**Work to complete**
Lines to restate from the data below: from the one containing "Callback arguments on" to the one containing "a callback action", both included. Give them again exactly, and only them.

---------- Material for the task

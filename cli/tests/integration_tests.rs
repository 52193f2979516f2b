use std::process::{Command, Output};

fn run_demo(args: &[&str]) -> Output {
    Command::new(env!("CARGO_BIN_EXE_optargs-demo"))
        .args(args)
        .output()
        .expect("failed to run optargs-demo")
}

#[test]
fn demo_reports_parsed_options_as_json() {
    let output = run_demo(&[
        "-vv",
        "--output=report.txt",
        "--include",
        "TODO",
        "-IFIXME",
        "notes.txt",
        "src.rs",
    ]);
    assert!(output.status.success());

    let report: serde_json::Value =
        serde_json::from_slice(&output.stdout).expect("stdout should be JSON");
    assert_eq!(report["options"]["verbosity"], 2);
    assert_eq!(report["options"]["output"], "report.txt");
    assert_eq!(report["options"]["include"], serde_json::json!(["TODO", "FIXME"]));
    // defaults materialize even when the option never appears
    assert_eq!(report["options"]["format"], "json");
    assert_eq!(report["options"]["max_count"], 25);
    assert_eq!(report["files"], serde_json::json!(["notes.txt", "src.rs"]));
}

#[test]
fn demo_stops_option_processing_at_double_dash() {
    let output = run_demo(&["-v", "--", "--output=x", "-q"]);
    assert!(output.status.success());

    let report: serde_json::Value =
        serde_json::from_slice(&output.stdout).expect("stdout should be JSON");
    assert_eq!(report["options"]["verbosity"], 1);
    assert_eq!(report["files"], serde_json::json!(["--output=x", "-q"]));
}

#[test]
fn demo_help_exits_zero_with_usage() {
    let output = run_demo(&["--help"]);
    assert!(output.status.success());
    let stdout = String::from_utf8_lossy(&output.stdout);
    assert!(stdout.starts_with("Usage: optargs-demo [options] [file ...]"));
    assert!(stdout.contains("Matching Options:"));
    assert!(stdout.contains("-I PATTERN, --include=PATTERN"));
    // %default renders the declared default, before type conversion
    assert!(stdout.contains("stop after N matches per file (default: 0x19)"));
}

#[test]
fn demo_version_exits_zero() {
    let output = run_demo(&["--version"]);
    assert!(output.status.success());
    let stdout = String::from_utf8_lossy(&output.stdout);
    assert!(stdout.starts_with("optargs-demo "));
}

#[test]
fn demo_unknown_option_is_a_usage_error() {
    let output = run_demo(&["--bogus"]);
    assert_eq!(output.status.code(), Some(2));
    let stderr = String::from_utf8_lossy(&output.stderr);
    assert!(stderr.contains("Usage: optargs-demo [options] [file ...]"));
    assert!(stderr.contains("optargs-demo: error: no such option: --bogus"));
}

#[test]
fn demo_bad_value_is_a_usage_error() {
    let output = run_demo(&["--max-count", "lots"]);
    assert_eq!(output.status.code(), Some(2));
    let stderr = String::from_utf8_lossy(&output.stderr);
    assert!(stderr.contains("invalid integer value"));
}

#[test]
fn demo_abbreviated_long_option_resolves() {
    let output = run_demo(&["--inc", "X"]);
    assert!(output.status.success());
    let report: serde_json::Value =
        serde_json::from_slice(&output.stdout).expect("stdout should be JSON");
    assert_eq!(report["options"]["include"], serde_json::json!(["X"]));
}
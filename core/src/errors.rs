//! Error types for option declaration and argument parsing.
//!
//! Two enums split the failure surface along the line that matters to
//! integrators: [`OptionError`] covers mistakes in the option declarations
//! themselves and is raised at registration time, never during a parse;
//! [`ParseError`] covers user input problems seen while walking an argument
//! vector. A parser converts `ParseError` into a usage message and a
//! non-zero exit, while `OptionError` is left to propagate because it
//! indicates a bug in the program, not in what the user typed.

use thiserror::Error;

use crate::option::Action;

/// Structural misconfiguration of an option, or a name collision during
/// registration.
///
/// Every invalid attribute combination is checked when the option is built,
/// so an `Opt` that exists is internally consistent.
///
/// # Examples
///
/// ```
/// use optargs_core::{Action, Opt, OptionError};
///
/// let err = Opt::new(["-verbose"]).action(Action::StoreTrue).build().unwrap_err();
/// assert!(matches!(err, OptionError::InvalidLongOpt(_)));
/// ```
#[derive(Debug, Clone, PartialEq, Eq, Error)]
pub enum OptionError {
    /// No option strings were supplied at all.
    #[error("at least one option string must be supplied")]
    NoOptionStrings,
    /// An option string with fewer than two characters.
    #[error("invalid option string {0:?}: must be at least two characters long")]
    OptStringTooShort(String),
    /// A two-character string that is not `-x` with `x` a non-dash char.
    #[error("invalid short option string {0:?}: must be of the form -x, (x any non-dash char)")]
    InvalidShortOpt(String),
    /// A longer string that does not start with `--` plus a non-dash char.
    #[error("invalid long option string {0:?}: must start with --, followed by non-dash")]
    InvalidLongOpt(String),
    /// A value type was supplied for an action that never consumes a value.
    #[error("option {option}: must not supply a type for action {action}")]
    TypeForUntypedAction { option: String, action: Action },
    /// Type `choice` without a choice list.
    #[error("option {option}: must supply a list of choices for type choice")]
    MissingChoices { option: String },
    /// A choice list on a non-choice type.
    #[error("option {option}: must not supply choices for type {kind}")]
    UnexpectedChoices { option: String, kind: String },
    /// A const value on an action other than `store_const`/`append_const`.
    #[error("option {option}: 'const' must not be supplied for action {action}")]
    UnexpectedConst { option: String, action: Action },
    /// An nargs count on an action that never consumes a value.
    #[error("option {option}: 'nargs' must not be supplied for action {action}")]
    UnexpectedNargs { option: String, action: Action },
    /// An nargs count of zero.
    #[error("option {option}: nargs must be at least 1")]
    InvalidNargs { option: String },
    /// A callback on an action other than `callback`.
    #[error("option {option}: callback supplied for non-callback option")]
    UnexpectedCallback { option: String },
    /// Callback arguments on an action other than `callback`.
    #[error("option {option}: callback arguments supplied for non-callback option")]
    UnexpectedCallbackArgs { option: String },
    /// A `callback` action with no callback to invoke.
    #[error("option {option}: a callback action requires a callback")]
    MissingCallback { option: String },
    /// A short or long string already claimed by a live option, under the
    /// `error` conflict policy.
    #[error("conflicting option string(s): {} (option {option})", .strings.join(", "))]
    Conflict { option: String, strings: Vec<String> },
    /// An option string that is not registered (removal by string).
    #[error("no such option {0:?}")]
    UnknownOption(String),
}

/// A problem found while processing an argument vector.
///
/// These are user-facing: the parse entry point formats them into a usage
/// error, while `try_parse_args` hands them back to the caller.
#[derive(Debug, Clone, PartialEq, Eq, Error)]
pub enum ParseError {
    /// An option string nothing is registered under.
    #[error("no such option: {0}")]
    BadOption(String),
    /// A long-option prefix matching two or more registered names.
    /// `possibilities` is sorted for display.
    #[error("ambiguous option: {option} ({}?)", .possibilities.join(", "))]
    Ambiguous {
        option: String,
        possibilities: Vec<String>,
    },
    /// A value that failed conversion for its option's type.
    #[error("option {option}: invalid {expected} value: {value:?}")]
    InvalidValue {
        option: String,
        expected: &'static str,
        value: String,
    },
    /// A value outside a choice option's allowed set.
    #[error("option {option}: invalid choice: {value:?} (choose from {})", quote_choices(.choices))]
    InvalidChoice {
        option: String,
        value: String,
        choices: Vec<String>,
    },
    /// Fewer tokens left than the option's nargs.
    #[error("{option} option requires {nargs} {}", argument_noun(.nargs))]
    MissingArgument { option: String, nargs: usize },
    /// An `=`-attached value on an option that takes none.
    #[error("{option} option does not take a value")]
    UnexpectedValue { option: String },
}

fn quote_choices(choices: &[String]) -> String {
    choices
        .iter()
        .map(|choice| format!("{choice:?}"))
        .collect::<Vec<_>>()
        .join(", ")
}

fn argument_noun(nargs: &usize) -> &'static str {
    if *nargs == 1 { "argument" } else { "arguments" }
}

--------------------

**Reply to the exercise**
    /// Callback arguments on an action other than `callback`.
    #[error("option {option}: callback arguments supplied for non-callback option")]
    UnexpectedCallbackArgs { option: String },
    /// A `callback` action with no callback to invoke.
    #[error("option {option}: a callback action requires a callback")]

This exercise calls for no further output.